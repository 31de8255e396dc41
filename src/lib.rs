// ============================================================================
// Cyberquotes - Library
// ============================================================================
// Expose les modules publics pour le binaire et les tests
// ============================================================================

pub mod accessor; // Accesseurs mémoïsés (marché, news)
pub mod api;      // Clients Yahoo Finance et Finnhub
pub mod app;      // État de l'application
pub mod cache;    // Cache TTL et horloge
pub mod config;   // Ligne de commande et réglages
pub mod error;    // Erreurs par ticker
pub mod models;   // Structures de données
pub mod pipeline; // Passe de rendu par ticker
pub mod refresh;  // Contrôleur de rafraîchissement automatique
pub mod ui;       // Interface utilisateur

--- WORK REQUIRED ---
Repeat the listing. Keep each line precisely as shown.

--- RESULT ---
repository 31de8255e396dc41
filename src/lib.rs
// ============================================================================
// Cyberquotes - Library
// ============================================================================
// Expose les modules publics pour le binaire et les tests
// ============================================================================

pub mod accessor; // Accesseurs mémoïsés (marché, news)
pub mod api;      // Clients Yahoo Finance et Finnhub
pub mod app;      // État de l'application
pub mod cache;    // Cache TTL et horloge
pub mod config;   // Ligne de commande et réglages
pub mod error;    // Erreurs par ticker
pub mod models;   // Structures de données
pub mod pipeline; // Passe de rendu par ticker
pub mod refresh;  // Contrôleur de rafraîchissement automatique
pub mod ui;       // Interface utilisateur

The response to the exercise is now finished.